▶ [Task objective]:
Your answer should be one number: how many lines of the records hold the string "info".

======== The data ========

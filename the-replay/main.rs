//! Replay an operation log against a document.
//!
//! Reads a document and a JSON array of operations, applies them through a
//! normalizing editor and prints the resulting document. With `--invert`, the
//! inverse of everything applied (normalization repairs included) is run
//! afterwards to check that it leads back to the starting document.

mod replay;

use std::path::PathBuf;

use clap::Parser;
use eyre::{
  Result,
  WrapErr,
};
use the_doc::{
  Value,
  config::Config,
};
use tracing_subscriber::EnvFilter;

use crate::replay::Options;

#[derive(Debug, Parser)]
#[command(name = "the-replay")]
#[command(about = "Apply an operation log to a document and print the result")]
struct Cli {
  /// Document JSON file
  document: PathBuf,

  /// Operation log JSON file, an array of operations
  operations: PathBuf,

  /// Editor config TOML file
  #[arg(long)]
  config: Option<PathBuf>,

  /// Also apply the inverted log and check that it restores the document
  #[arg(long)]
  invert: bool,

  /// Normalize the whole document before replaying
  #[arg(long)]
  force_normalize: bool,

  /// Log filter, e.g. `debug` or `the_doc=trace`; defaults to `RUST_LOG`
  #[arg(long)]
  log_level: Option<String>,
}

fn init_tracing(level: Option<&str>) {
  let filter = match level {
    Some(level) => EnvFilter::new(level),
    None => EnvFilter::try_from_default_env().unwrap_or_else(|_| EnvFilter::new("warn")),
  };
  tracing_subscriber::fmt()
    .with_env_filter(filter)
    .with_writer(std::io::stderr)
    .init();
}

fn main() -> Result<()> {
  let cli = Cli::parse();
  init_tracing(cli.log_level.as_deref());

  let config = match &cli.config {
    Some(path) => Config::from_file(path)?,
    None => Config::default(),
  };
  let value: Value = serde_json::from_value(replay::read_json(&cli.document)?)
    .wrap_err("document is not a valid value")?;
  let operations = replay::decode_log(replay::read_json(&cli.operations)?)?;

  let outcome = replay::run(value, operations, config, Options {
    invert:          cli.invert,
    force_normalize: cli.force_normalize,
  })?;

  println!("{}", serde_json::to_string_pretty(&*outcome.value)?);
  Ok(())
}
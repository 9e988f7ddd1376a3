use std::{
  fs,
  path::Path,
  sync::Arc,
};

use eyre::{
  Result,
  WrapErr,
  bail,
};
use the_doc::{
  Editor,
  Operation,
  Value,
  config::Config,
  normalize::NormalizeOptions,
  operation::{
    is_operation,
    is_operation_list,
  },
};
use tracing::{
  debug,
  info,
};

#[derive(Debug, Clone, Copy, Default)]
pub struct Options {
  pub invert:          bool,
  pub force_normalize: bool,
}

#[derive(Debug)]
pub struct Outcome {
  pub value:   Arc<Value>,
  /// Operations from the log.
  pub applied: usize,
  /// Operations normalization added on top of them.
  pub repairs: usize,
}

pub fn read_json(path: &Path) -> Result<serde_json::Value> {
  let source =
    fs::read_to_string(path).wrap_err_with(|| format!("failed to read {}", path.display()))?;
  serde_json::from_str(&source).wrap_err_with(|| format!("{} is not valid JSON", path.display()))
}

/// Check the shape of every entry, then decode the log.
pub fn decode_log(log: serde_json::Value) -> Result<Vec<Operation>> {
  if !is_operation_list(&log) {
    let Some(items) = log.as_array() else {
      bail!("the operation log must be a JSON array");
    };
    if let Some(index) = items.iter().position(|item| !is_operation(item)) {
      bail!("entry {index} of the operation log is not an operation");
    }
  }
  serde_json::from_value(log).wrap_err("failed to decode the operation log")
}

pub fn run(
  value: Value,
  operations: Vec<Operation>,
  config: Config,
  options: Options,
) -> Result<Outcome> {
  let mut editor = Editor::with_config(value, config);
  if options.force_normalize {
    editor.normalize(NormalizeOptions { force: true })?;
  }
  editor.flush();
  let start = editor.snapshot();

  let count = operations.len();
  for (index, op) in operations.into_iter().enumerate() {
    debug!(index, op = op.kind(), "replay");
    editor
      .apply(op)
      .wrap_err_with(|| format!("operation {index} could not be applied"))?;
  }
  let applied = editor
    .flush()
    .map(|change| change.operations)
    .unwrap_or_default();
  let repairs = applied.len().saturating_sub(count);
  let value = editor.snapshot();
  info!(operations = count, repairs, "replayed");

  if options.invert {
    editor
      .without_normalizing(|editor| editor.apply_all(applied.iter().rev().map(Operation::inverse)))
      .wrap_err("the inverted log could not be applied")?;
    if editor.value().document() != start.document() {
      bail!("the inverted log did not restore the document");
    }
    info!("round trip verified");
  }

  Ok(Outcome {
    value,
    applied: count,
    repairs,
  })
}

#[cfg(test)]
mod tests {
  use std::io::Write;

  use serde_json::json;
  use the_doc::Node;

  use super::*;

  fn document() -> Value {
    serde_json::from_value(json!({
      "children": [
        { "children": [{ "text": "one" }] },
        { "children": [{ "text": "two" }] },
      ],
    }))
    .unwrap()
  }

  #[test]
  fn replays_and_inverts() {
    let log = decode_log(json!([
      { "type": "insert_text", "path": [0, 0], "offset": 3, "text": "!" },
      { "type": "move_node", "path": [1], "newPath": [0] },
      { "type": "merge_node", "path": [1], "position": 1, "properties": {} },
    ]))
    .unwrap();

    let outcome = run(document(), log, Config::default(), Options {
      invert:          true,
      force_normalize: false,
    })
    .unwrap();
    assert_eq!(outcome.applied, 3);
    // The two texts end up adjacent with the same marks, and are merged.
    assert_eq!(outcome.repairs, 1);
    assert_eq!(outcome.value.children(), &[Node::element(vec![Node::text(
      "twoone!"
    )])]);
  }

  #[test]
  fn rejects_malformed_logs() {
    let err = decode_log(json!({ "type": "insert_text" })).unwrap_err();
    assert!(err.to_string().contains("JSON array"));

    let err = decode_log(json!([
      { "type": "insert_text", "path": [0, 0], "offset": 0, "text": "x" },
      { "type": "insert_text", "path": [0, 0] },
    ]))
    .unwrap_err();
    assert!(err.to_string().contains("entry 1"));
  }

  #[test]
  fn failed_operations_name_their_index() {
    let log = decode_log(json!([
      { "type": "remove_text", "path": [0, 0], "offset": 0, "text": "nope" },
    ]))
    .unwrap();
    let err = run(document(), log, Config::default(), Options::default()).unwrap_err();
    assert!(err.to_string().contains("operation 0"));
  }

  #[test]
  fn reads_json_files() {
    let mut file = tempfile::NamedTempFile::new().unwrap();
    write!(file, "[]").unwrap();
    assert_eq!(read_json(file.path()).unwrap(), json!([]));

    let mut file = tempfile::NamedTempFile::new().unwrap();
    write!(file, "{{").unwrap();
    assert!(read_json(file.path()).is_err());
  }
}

========

▶ [Response]:
3